Safe reopening of schools 'an urgent priority': WHO, Unicef officials

Jaehwa Bernardo, ABS-CBN News

Posted at Jun 14 2021 01:03 PM

Safe reopening of schools 'an urgent priority': WHO, Unicef officials 1
A student studying his learning module in his home in Manila, October 5, 2020. George Calvelo, ABS-CBN News/File

Regional directors of the World Health Organization (WHO) and United Nations Children's Fund (UNICEF) are pushing for the safe reopening of schools, joining the chorus of calls for the resumption of in-person learning even as the COVID-19 pandemic continues.

WHO Director for the Western Pacific Takeshi Kasai and UNICEF Regional Director for East Asia and the Pacific Karin Hulshof urged countries to use what is known about COVID-19 to work towards the safe reopening of schools.

"With the COVID-19 pandemic now well into its second year, safely reopening schools has become an urgent priority," Kasai and Hulshof said in a joint opinion piece recently published by Project Syndicate.

Kasai and Hulshof said primary schools, preschools and early childhood development centers are not "high-risk settings" for COVID-19 transmission, especially if safety measures are followed, noting that "children account for a very small proportion of confirmed COVID-19 cases."

"Children of primary-school age and younger are among the least likely cohorts to be infected.

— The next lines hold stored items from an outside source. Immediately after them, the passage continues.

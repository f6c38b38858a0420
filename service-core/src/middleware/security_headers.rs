use axum::{extract::Request, http::header, middleware::Next, response::IntoResponse};

const API_CSP: &str = "default-src 'none'; frame-ancestors 'none'";
const PAGE_CSP: &str = "default-src 'self'; \
     script-src 'self'; \
     style-src 'self' 'unsafe-inline'; \
     img-src 'self' data: blob:; \
     font-src 'self'; \
     connect-src 'self'; \
     frame-ancestors 'none'";

pub async fn security_headers_middleware(req: Request, next: Next) -> impl IntoResponse {
    let is_api_route = req.uri().path().starts_with("/api/");

    let mut response = next.run(req).await;
    let headers = response.headers_mut();

    headers.insert(
        header::X_CONTENT_TYPE_OPTIONS,
        header::HeaderValue::from_static("nosniff"),
    );
    headers.insert(
        header::STRICT_TRANSPORT_SECURITY,
        header::HeaderValue::from_static("max-age=31536000; includeSubDomains"),
    );
    headers.insert(
        header::X_FRAME_OPTIONS,
        header::HeaderValue::from_static("DENY"),
    );
    headers.insert(
        header::REFERRER_POLICY,
        header::HeaderValue::from_static("strict-origin-when-cross-origin"),
    );

    // App pages load the client bundle from /static; API responses never render.
    let csp = if is_api_route { API_CSP } else { PAGE_CSP };
    headers.insert(
        header::CONTENT_SECURITY_POLICY,
        header::HeaderValue::from_static(csp),
    );

    response
}
//! Relationship facts linking users to studios.

use serde::Serialize;
use sqlx::FromRow;

#[derive(Debug, Clone, PartialEq, Eq, Serialize, FromRow)]
#[serde(rename_all = "camelCase")]
pub struct StudioInstructor {
    pub id: i64,
    pub studio_id: i64,
    pub instructor_id: i64,
    pub is_approved: bool,
    pub is_admin: bool,
}

#[derive(Debug, Clone, PartialEq, Eq, Serialize, FromRow)]
#[serde(rename_all = "camelCase")]
pub struct StudioStudent {
    pub id: i64,
    pub studio_id: i64,
    pub student_id: i64,
    pub is_approved: bool,
}
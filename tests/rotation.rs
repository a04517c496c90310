use iprot::{
    dns::InMemoryDns,
    net::{
        address::{AddressBlock, IpBlock, MultiIpBlock},
        socket::{NativeSocketFactory, SocketFactory},
    },
    rotator::{AddressSelector, CancellationToken, NoValidAddressError, Rotator, SelectContext},
    utils::{U256, rng::RngU256Ext},
};
use parking_lot::Mutex;
use rand::{SeedableRng, rngs::StdRng};
use std::{net::IpAddr, time::Duration};

/// picks uniformly random indices until a valid address is found
#[derive(Debug)]
struct RandomSelector {
    rng: Mutex<StdRng>,
    attempts: usize,
}

impl RandomSelector {
    fn new(seed: u64) -> Self {
        Self {
            rng: Mutex::new(StdRng::seed_from_u64(seed)),
            attempts: 1_000,
        }
    }
}

impl<B: AddressBlock> AddressSelector<B> for RandomSelector {
    type Error = NoValidAddressError;

    fn select_address(&self, ctx: &SelectContext<'_, B>) -> Result<IpAddr, Self::Error> {
        let block = ctx.block();
        let mut rng = self.rng.lock();
        for _ in 0..self.attempts {
            let index = rng
                .random_u256_range(U256::zero(), block.count())
                .map_err(|_err| NoValidAddressError::new())?;
            let address = block
                .get(index)
                .map_err(|_err| NoValidAddressError::new())?;
            if ctx.is_valid(address) {
                return Ok(address);
            }
        }
        Err(NoValidAddressError::new())
    }
}

fn ip(s: &str) -> IpAddr {
    s.parse().unwrap()
}

fn pool() -> MultiIpBlock {
    MultiIpBlock::try_from_cidrs(["192.168.0.0/24", "192.168.1.0/28"]).unwrap()
}

#[test]
fn random_selection_covers_the_whole_pool() {
    let pool = pool();
    let blocks = pool.blocks().to_vec();
    let rotator = Rotator::new(pool, RandomSelector::new(7));

    let mut hits = [0usize; 2];
    for _ in 0..500 {
        let address = rotator.get_address().unwrap();
        let child = blocks
            .iter()
            .position(|block| block.contains(address))
            .unwrap();
        hits[child] += 1;
        assert_eq!(rotator.last_used_address(), Some(address));
    }
    assert!(hits[0] > 0 && hits[1] > 0, "hits: {hits:?}");
}

#[test]
fn composite_index_maps_to_child_offsets() {
    let pool = pool();
    let first = pool.blocks()[0];
    let second = pool.blocks()[1];
    assert_eq!(pool.count(), first.count() + second.count());

    let mut g = U256::zero();
    while g < pool.count() {
        let expected = if g < first.count() {
            first.get(g).unwrap()
        } else {
            second.get(g - first.count()).unwrap()
        };
        assert_eq!(pool.get(g).unwrap(), expected);
        g += U256::one();
    }
    assert_eq!(pool.get(U256::from(254u64)).unwrap(), ip("192.168.1.1"));
    assert!(pool.get(pool.count()).is_err());
}

#[test]
fn failed_addresses_are_skipped() {
    let block: IpBlock = "10.0.0.0/29".parse().unwrap();
    let rotator = Rotator::new(block, RandomSelector::new(42));
    for address in block.iter().filter(|address| *address != ip("10.0.0.4")) {
        rotator.add_failed_address(address);
    }
    for _ in 0..100 {
        assert_eq!(rotator.get_address().unwrap(), ip("10.0.0.4"));
    }
}

#[test]
fn exhausted_pool_recovers_after_clear() {
    let block: IpBlock = "10.0.0.0/30".parse().unwrap();
    let rotator = Rotator::new(block, RandomSelector::new(1));
    for address in &block {
        rotator.add_failed_address(address);
    }
    assert_eq!(rotator.get_address().unwrap_err(), NoValidAddressError::new());

    rotator.clear_failed_addresses();
    assert!(block.contains(rotator.get_address().unwrap()));
}

#[test]
fn exhausted_pool_recovers_after_expiry() {
    let block: IpBlock = "10.0.0.0/30".parse().unwrap();
    let rotator = Rotator::new(block, RandomSelector::new(2))
        .with_failed_address_ttl(Duration::from_millis(10));
    for address in &block {
        rotator.add_failed_address(address);
    }
    assert!(rotator.get_address().is_err());

    std::thread::sleep(Duration::from_millis(20));
    assert!(block.contains(rotator.get_address().unwrap()));
}

#[test]
fn selected_address_binds_a_socket() {
    let rotator = Rotator::new(
        "127.0.0.1/32".parse::<IpBlock>().unwrap(),
        RandomSelector::new(3),
    );
    let address = rotator.get_address().unwrap();
    let socket = NativeSocketFactory::new()
        .create_bound_socket(address)
        .unwrap();
    let local = socket.local_addr().unwrap().as_socket().unwrap();
    assert_eq!(local.ip(), address);
}

#[tokio::test]
async fn resolve_host_for_the_pool_family() {
    let mut dns = InMemoryDns::new();
    dns.insert("upstream.test", vec![ip("203.0.113.7"), ip("2001:db8::7")]);

    let rotator = Rotator::new(pool(), RandomSelector::new(4)).with_dns_resolver(dns);
    let entry = rotator
        .resolve_host("upstream.test", &CancellationToken::new())
        .await
        .unwrap();
    assert_eq!(entry.host_name(), "upstream.test");
    assert_eq!(entry.addresses(), [ip("203.0.113.7")]);
}
//! DNS support for iprot.
//!
//! Host names are resolved through a [`DnsResolver`],
//! scoped to an optional [`AddressFamily`] so that a lookup
//! only yields addresses reachable from the egress pool in use.
//!
//! # iprot
//!
//! Crate used by the end-user `iprot` crate and `iprot` crate authors alike.
//!
//! [`AddressFamily`]: iprot_net::address::AddressFamily

#![cfg_attr(docsrs, feature(doc_cfg))]
#![cfg_attr(
    not(test),
    warn(clippy::print_stdout, clippy::dbg_macro),
    deny(clippy::unwrap_used, clippy::expect_used)
)]

mod entry;
#[doc(inline)]
pub use entry::HostEntry;

mod resolver;
#[doc(inline)]
pub use resolver::DnsResolver;

mod boxed;
#[doc(inline)]
pub use boxed::BoxDnsResolver;

mod native;
#[doc(inline)]
pub use native::{DnsRecordNotFoundError, NativeDns};

mod in_memory;
#[doc(inline)]
pub use in_memory::{DomainNotMappedError, InMemoryDns};

mod deny_all;
#[doc(inline)]
pub use deny_all::{DenyAllDns, DnsDeniedError};

mod global;
#[doc(inline)]
pub use global::{
    GlobalDnsResolver, global_dns_resolver, init_global_dns_resolver,
    try_init_global_dns_resolver,
};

And even when they do contract COVID-19, they tend to have milder symptoms than adults," they said.

Both officials, however, cautioned on the reopening of secondary schools, which they said "accounted for a higher number of outbreaks than primary schools."

Partial closures can be an option for secondary schools "but only as a last resort and for limited periods where community transmission is surging," they said.

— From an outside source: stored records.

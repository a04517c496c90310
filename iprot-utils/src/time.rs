//! time utilities.
//!
//! Expiry bookkeeping in `iprot` is expressed in unix milliseconds,
//! these helpers produce such timestamps cheaply.

use std::sync::OnceLock;
use std::sync::atomic::{AtomicI64, AtomicU64, Ordering};
use std::time::{Duration, Instant, SystemTime, UNIX_EPOCH};

const RESYNC_EVERY_MS: u64 = 60 * 60 * 1000;

struct State {
    start_instant: Instant,

    // Cached base unix ms and the monotonic elapsed ms at which that base was captured.
    //
    // Updated independently and best effort: a reader racing a resync can observe
    // a small jump, which the next resync corrects.
    base_unix_ms: AtomicI64,
    base_elapsed_ms: AtomicU64,

    last_resync_elapsed_ms: AtomicU64,
}

impl State {
    fn init() -> Self {
        let start_instant = Instant::now();
        let unix_ms = unix_timestamp_millis();

        Self {
            start_instant,
            base_unix_ms: AtomicI64::new(unix_ms),
            base_elapsed_ms: AtomicU64::new(0),
            last_resync_elapsed_ms: AtomicU64::new(0),
        }
    }

    fn elapsed_ms_now(&self) -> u64 {
        duration_as_millis_u64(self.start_instant.elapsed())
    }

    fn maybe_resync(&self, elapsed_now_ms: u64) {
        let last = self.last_resync_elapsed_ms.load(Ordering::Relaxed);
        if elapsed_now_ms.saturating_sub(last) < RESYNC_EVERY_MS {
            return;
        }

        // first thread to move the marker performs the resync
        if self
            .last_resync_elapsed_ms
            .compare_exchange(last, elapsed_now_ms, Ordering::Relaxed, Ordering::Relaxed)
            .is_err()
        {
            return;
        }

        let unix_now_ms = unix_timestamp_millis();
        self.base_unix_ms.store(unix_now_ms, Ordering::Relaxed);
        self.base_elapsed_ms.store(elapsed_now_ms, Ordering::Relaxed);
    }

    fn now_unix_ms(&self) -> i64 {
        let elapsed_now_ms = self.elapsed_ms_now();
        self.maybe_resync(elapsed_now_ms);

        let base_unix = self.base_unix_ms.load(Ordering::Relaxed);
        let base_elapsed = self.base_elapsed_ms.load(Ordering::Relaxed);

        let delta = elapsed_now_ms.saturating_sub(base_elapsed);
        base_unix.saturating_add(i64::try_from(delta).unwrap_or(i64::MAX))
    }
}

/// Converts a [`Duration`] to milliseconds as i64 with saturation.
///
/// Large durations saturate at `i64::MAX`.
#[must_use]
pub fn duration_as_millis_i64(d: Duration) -> i64 {
    i64::try_from(d.as_millis()).unwrap_or(i64::MAX)
}

fn duration_as_millis_u64(d: Duration) -> u64 {
    u64::try_from(d.as_millis()).unwrap_or(u64::MAX)
}

/// Returns the current unix timestamp in milliseconds as i64.
///
/// This reads the system clock each call.
/// The value is negative only if the system clock is before the unix epoch.
#[must_use]
pub fn unix_timestamp_millis() -> i64 {
    match SystemTime::now().duration_since(UNIX_EPOCH) {
        Ok(d) => duration_as_millis_i64(d),
        Err(e) => -duration_as_millis_i64(e.duration()),
    }
}

/// Returns an approximate unix timestamp in milliseconds.
///
/// Derived from a monotonic clock, so it never goes backwards between resyncs.
/// The wall clock is resynced about once per hour, meaning system clock
/// adjustments are not reflected immediately.
#[must_use]
pub fn now_unix_ms() -> i64 {
    static STATE: OnceLock<State> = OnceLock::new();
    let state = STATE.get_or_init(State::init);
    state.now_unix_ms()
}

/// Returns the approximate unix timestamp in milliseconds
/// at which the given `ttl` will have passed, counting from now.
#[must_use]
pub fn unix_ms_after(ttl: Duration) -> i64 {
    now_unix_ms().saturating_add(duration_as_millis_i64(ttl))
}

#[cfg(test)]
mod tests {
    use super::*;
    use std::thread;

    #[test]
    fn unix_timestamp_millis_is_non_decreasing() {
        let a = unix_timestamp_millis();
        let b = unix_timestamp_millis();
        assert!(b >= a);
    }

    #[test]
    fn now_unix_ms_is_non_decreasing() {
        let a = now_unix_ms();
        thread::sleep(Duration::from_millis(2));
        let b = now_unix_ms();
        assert!(b >= a);
    }

    #[test]
    fn now_unix_ms_is_close_to_system_clock() {
        let sys = unix_timestamp_millis();
        let approx = now_unix_ms();
        let diff = (sys - approx).abs();
        assert!(diff <= 1_000);
    }

    #[test]
    fn unix_ms_after_is_in_the_future() {
        let now = now_unix_ms();
        let later = unix_ms_after(Duration::from_secs(60));
        assert!(later >= now + 60_000);
    }

    #[test]
    fn huge_durations_saturate() {
        assert_eq!(duration_as_millis_i64(Duration::MAX), i64::MAX);
        assert_eq!(unix_ms_after(Duration::MAX), i64::MAX);
    }
}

Kasai and Hulshof said "there is no such thing as zero risk" against the disease, "but the risks are manageable with robust mitigation strategies."

The officials also urged policymakers to consider "local context" in resuming in-person classes, which include factors such as community transmission and a locality's capacity to respond to an increase in COVID-19 infections.

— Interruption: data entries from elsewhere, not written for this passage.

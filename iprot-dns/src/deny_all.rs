use crate::{DnsResolver, HostEntry};
use iprot_net::address::AddressFamily;
use iprot_utils::macros::error::static_str_error;

#[derive(Debug, Clone, Default)]
#[non_exhaustive]
/// a [`DnsResolver`] implementation which
/// denies all incoming DNS requests with a [`DnsDeniedError`].
pub struct DenyAllDns;

impl DenyAllDns {
    #[inline]
    /// Create a new [`Default`] [`DenyAllDns`].
    #[must_use]
    pub fn new() -> Self {
        Self::default()
    }
}

static_str_error! {
    #[doc = "Dns denied"]
    pub struct DnsDeniedError;
}

impl DnsResolver for DenyAllDns {
    type Error = DnsDeniedError;

    async fn resolve(
        &self,
        _host: String,
        _family: Option<AddressFamily>,
    ) -> Result<HostEntry, Self::Error> {
        Err(DnsDeniedError)
    }
}
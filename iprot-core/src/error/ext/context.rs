use std::fmt::{self, Debug, Display};

/// An error wrapped with a human readable context.
pub(super) struct ContextError<M, E> {
    pub(super) context: M,
    pub(super) error: E,
}

impl<M, E> Debug for ContextError<M, E>
where
    M: Display,
    E: Debug,
{
    fn fmt(&self, f: &mut fmt::Formatter<'_>) -> fmt::Result {
        f.debug_struct("ContextError")
            .field("context", &format_args!("{}", self.context))
            .field("error", &self.error)
            .finish()
    }
}

impl<M, E> Display for ContextError<M, E>
where
    M: Display,
    E: Display,
{
    fn fmt(&self, f: &mut fmt::Formatter<'_>) -> fmt::Result {
        write!(f, "{}: {}", self.context, self.error)
    }
}

impl<M, E> std::error::Error for ContextError<M, E>
where
    M: Display,
    E: std::error::Error + 'static,
{
    fn source(&self) -> Option<&(dyn std::error::Error + 'static)> {
        Some(&self.error)
    }
}
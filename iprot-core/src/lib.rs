//! Core types shared by all `iprot` crates.
//!
//! Contains the error types and utilities used throughout the workspace,
//! as well as the [`telemetry`] re-exports used for structured logging.
//!
//! # iprot
//!
//! Crate used by the end-user `iprot` crate and `iprot` crate authors alike.

#![cfg_attr(docsrs, feature(doc_cfg))]
#![cfg_attr(
    not(test),
    warn(clippy::print_stdout, clippy::dbg_macro),
    deny(clippy::unwrap_used, clippy::expect_used)
)]

pub mod error;
pub mod telemetry;
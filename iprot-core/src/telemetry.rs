//! Telemetry re-exports, for your convenience.
//!
//! The `iprot` crates emit structured [`tracing`] events,
//! installing a subscriber is left to the application.

pub mod tracing {
    //! Tracing core re-export.

    #[doc(inline)]
    pub use ::tracing::*;
}
use crate::{DnsResolver, HostEntry};
use iprot_core::error::BoxError;
use iprot_net::address::AddressFamily;
use std::{pin::Pin, sync::Arc};

/// Internal trait for dynamic dispatch of the async [`DnsResolver`] trait,
/// following the design published at
/// <https://blog.rust-lang.org/inside-rust/2023/05/03/stabilizing-async-fn-in-trait.html>.
trait DynDnsResolver {
    fn resolve_box(
        &self,
        host: String,
        family: Option<AddressFamily>,
    ) -> Pin<Box<dyn Future<Output = Result<HostEntry, BoxError>> + Send + '_>>;
}

impl<R: DnsResolver> DynDnsResolver for R {
    fn resolve_box(
        &self,
        host: String,
        family: Option<AddressFamily>,
    ) -> Pin<Box<dyn Future<Output = Result<HostEntry, BoxError>> + Send + '_>> {
        Box::pin(async move { self.resolve(host, family).await.map_err(Into::into) })
    }
}

/// A boxed [`DnsResolver`], for where you require dynamic dispatch.
pub struct BoxDnsResolver {
    inner: Arc<dyn DynDnsResolver + Send + Sync + 'static>,
}

impl BoxDnsResolver {
    /// Create a new [`BoxDnsResolver`] from the given dns resolver.
    #[inline]
    pub fn new(resolver: impl DnsResolver) -> Self {
        Self {
            inner: Arc::new(resolver),
        }
    }
}

impl Clone for BoxDnsResolver {
    fn clone(&self) -> Self {
        Self {
            inner: self.inner.clone(),
        }
    }
}

impl std::fmt::Debug for BoxDnsResolver {
    fn fmt(&self, f: &mut std::fmt::Formatter<'_>) -> std::fmt::Result {
        f.debug_struct("BoxDnsResolver").finish()
    }
}

impl DnsResolver for BoxDnsResolver {
    type Error = BoxError;

    #[inline]
    fn resolve(
        &self,
        host: String,
        family: Option<AddressFamily>,
    ) -> impl Future<Output = Result<HostEntry, Self::Error>> + Send + '_ {
        self.inner.resolve_box(host, family)
    }

    fn boxed(self) -> BoxDnsResolver {
        self
    }
}
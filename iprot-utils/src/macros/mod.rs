//! hidden iprot macros

#[doc(hidden)]
#[macro_use]
pub mod error;
//! utilities crate for iprot
//!
//! `iprot-utils` contains utilities used by `iprot`,
//! not really being part of one of the other crates, or used
//! by plenty of other crates.
//!
//! # iprot
//!
//! Crate used by the end-user `iprot` crate and `iprot` crate authors alike.

#![cfg_attr(docsrs, feature(doc_cfg))]
#![cfg_attr(
    not(test),
    warn(clippy::print_stdout, clippy::dbg_macro),
    deny(clippy::unwrap_used, clippy::expect_used)
)]

#[doc(hidden)]
#[macro_use]
pub mod macros;

pub mod rng;
pub mod time;

/// 256-bit unsigned integer used for address counts and indices.
///
/// Wide enough to hold the size of any IPv6 block (`2^128` for `::/0`)
/// as well as the sum of many of them.
#[doc(inline)]
pub use ::primitive_types::U256;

"In some places, health and education services will need additional resources to implement the necessary safety measures," they said.

The officials stressed that school reopening is not dependent on COVID-19 vaccines.

Kasai and Hulshof warned of the "grave" and "far-reaching" consequences of prolonged school closures on students' physical and mental health, skills attainment, and earning prospects.

Both said countries in developing Asia "should prepare for a reduction in the expected gains in reading and math skills for children in both preschool and primary school, as well as a wider achievement gap between disadvantaged children and their peers" because of the closures.

Last week, the Alliance of Concerned Teachers (ACT) in the Philippines urged the education and budget departments as well as Congress "to take concrete steps to enable the safe and limited reopening of schools as soon as possible in low-risk areas."

ACT also asked the agencies and lawmakers to "address the multiple gaps in the implementation of the government’s nationwide remote learning program."

"On top of improving the rate of immunization in the country, the Duterte government must give equal attention to putting in place ample measures that will allow limited face-to-face classes in areas with little to no COVID-19 cases," it said.

The Department of Education (DepEd) is pushing for the gradual resumption of in-person classes, awaiting only for President Rodrigo Duterte's go signal.

The agency planned to hold a dry run of limited face-to-face classes in select areas earlier this year but Duterte canceled this over fears of more contagious coronavirus variants.

Both the DepEd and the Commission on Higher Education have urged education workers to get vaccinated against COVID-19, which they believe will advance the chances of safely returning to schools.

The government has allowed select colleges and universities with medical and allied health programs to hold limited in-person classes to ensure that the country would not run out of health workers.